Fonte: audioguia do Museu de Arte Pré-Colombiana, Cusco. Traduzido do espanhol.
A Basílica da Catedral e Qorikancha devem ser os monumentos mais importantes em Cusco. A basílica é na realidade constituída por três edificações religiosas distintas e contíguas. De uma se passa à outra por acessos internos. Visito o conjunto numa manhã de sol, começando pelo Templo do Triunfo.
Esse templo é simbólico já a partir da sua denominação. O nome alude obviamente à vitória da ação espanhola de conquista do império inca. Essa ação está bem retratada já na entrada da edificação, onde está colocada uma bizarra representação da conquista: um soldado espanhol a cavalo, o animal apoiado somente nas patas traseiras. O tronco do animal, com as patas dianteiras no ar, repousa nos ombros de um inca subjugado, de joelhos. Assim, o animal e seu cavaleiro são carregados por esse guerreiro vencido. O cavaleiro é San James, o Grande, patrono da Espanha.
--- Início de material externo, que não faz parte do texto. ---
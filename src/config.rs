use std::time::Duration;

use reqwest::Url;
use serde::{Deserialize, Serialize};

use crate::error::SyncError;

pub const ENV_ORIGIN: &str = "CAMPUS_SYNC_ORIGIN";
pub const ENV_EXEMPT_PATHS: &str = "CAMPUS_SYNC_EXEMPT_PATHS";
pub const ENV_POLL_SECS: &str = "CAMPUS_SYNC_POLL_SECS";
pub const ENV_RELOAD_DELAY_MS: &str = "CAMPUS_SYNC_RELOAD_DELAY_MS";
pub const ENV_TIMEOUT_MS: &str = "CAMPUS_SYNC_TIMEOUT_MS";

#[derive(Debug, Clone, Serialize, Deserialize)]
pub struct SyncConfig {
    /// Origin of the admin panel; relative request URLs resolve against it.
    #[serde(default = "default_origin")]
    pub origin: String,
    #[serde(default = "default_exempt_paths")]
    pub exempt_paths: Vec<String>,
    #[serde(default = "default_poll_interval_secs")]
    pub poll_interval_secs: u64,
    #[serde(default)]
    pub reload_delay_ms: u64,
    /// None leaves the timeout to the HTTP client.
    #[serde(default)]
    pub request_timeout_ms: Option<u64>,
}

fn default_origin() -> String {
    "http://localhost:5000".to_string()
}

fn default_exempt_paths() -> Vec<String> {
    vec!["chatbot".to_string()]
}

fn default_poll_interval_secs() -> u64 {
    30
}

impl Default for SyncConfig {
    fn default() -> Self {
        Self {
            origin: default_origin(),
            exempt_paths: default_exempt_paths(),
            poll_interval_secs: default_poll_interval_secs(),
            reload_delay_ms: 0,
            request_timeout_ms: None,
        }
    }
}

impl SyncConfig {
    pub fn with_origin(origin: impl Into<String>) -> Self {
        Self {
            origin: origin.into(),
            ..Self::default()
        }
    }

    /// Defaults, then `.env`, then process environment.
    pub fn from_env() -> Result<Self, SyncError> {
        if let Err(e) = dotenvy::dotenv() {
            if !e.not_found() {
                tracing::warn!("failed to load .env: {e}");
            }
        }
        let mut config = Self::default();
        config.apply_env_overrides();
        config.validate()?;
        Ok(config)
    }

    pub fn apply_env_overrides(&mut self) {
        if let Some(origin) = env_value(ENV_ORIGIN) {
            self.origin = origin;
        }
        if let Some(raw) = env_value(ENV_EXEMPT_PATHS) {
            self.exempt_paths = raw
                .split(',')
                .map(str::trim)
                .filter(|p| !p.is_empty())
                .map(str::to_string)
                .collect();
        }
        if let Some(secs) = env_number(ENV_POLL_SECS) {
            self.poll_interval_secs = secs;
        }
        if let Some(ms) = env_number(ENV_RELOAD_DELAY_MS) {
            self.reload_delay_ms = ms;
        }
        if let Some(ms) = env_number(ENV_TIMEOUT_MS) {
            self.request_timeout_ms = Some(ms);
        }
    }

    pub fn validate(&self) -> Result<(), SyncError> {
        self.origin_url()?;
        if self.poll_interval_secs == 0 {
            return Err(SyncError::Config(
                "poll interval must be greater than 0".to_string(),
            ));
        }
        if self.request_timeout_ms == Some(0) {
            return Err(SyncError::Config(
                "request timeout must be greater than 0".to_string(),
            ));
        }
        Ok(())
    }

    pub fn origin_url(&self) -> Result<Url, SyncError> {
        let url = Url::parse(self.origin.trim())
            .map_err(|e| SyncError::Config(format!("invalid origin '{}': {e}", self.origin)))?;
        if !matches!(url.scheme(), "http" | "https") {
            return Err(SyncError::Config(format!(
                "origin must be http or https: {}",
                self.origin
            )));
        }
        Ok(url)
    }

    pub fn poll_interval(&self) -> Duration {
        Duration::from_secs(self.poll_interval_secs)
    }

    pub fn reload_delay(&self) -> Duration {
        Duration::from_millis(self.reload_delay_ms)
    }

    pub fn request_timeout(&self) -> Option<Duration> {
        self.request_timeout_ms.map(Duration::from_millis)
    }
}

fn env_value(key: &str) -> Option<String> {
    std::env::var(key)
        .ok()
        .map(|v| v.trim().to_string())
        .filter(|v| !v.is_empty())
}

fn env_number(key: &str) -> Option<u64> {
    let raw = env_value(key)?;
    match raw.parse() {
        Ok(value) => Some(value),
        Err(e) => {
            tracing::warn!("ignoring {key}={raw}: {e}");
            None
        }
    }
}
//! Change notification bus.
//!
//! Page controllers learn about mutations through this bus instead of
//! knowing about each other:
//! - `ChangeBus`: scope-filtered handler registry, dispatched synchronously
//! - A broadcast stream of every event for async consumers
//! - `HandlerRegistry`: shared by the bus and the focus tracker

mod event_bus;
mod event_types;
mod registry;

pub use event_bus::{ChangeBus, ChangeHandler, DispatchReport};
pub use event_types::{
    ChangeEvent, Scope, SCOPE_ALL, SCOPE_CHATBOT, SCOPE_DASHBOARD, SCOPE_FAQS, SCOPE_LOGS,
    SCOPE_NOTICES, SCOPE_SCRAPER, SCOPE_USERS,
};
pub use registry::{HandlerPanic, SubscriptionId};

pub(crate) use registry::{invoke_isolated, HandlerRegistry};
No Templo do Triunfo estão depositados os restos mortais de Garcilaso de la Vega. esse importante cronista mestiço da conquista do império, filho de um militar espanhol e de uma princesa inca. Leio na placa antiga alusiva aos restos do cronista, que a linhagem da sua mãe estava conectada ao grande Inca Atahualpa, o último imperador antes da conquista espanhola. A propósito, a denominação "inca" para se referir a todo esse povo andino parece ser tão-somente uma generalização. Havia somente um inca, "O Inca", aquele que comandava o império e se conectava com os deuses. Por isso, noto, alguns guias preferem se referir ao conjunto do povo como "quechuas", reservando o termo "inca" apenas para o seu líder máximo.
Do templo se passa à edificação mais importante do conjunto, a catedral propriamente dita. A sua construção remonta a 1560-1564 e foi realizada sobre o sítio antes ocupado por um templo inca e palácio de residência do Inca Viracocha, tendo sido esse edifício original derrubado para dar lugar à catedral católica. Enquanto passeio pelo seu imenso interior, admirando os belíssimos altares, o coro, os retábulos, construídos em madeira de cedro puro, observo os pequenos grupos de turistas que circulam acompanhados de guias. Um casal, três pessoas, uma pequena família. Invejo-os. Visitar um monumento desses sem um guia que aponte e decifre o que ele tem de mais importante, circular sozinho por esse espaço, como o faço, é uma navegação às cegas. De todo modo, a contemplação apenas estética é também uma fonte preciosa de conexão com a história pré-colombiana dessa região.
A terceira edificação do conjunto é o Templo da Sagrada Família, a mais simples entre as três. Por ela se sai novamente para a Praça de Armas, com seus jardins floridos, suas aleias, seus grupos de turistas a passear calmamente e... seus inevitáveis vendedores. Oferecem-se excursões, passeios, visitas guiadas, restaurantes, bares, peças de artesanato, pinturas, desenhos. "Hello, Mister, excuse me...", assim se inicia o inevitável refrão dos vendedores da zona turística de Cusco.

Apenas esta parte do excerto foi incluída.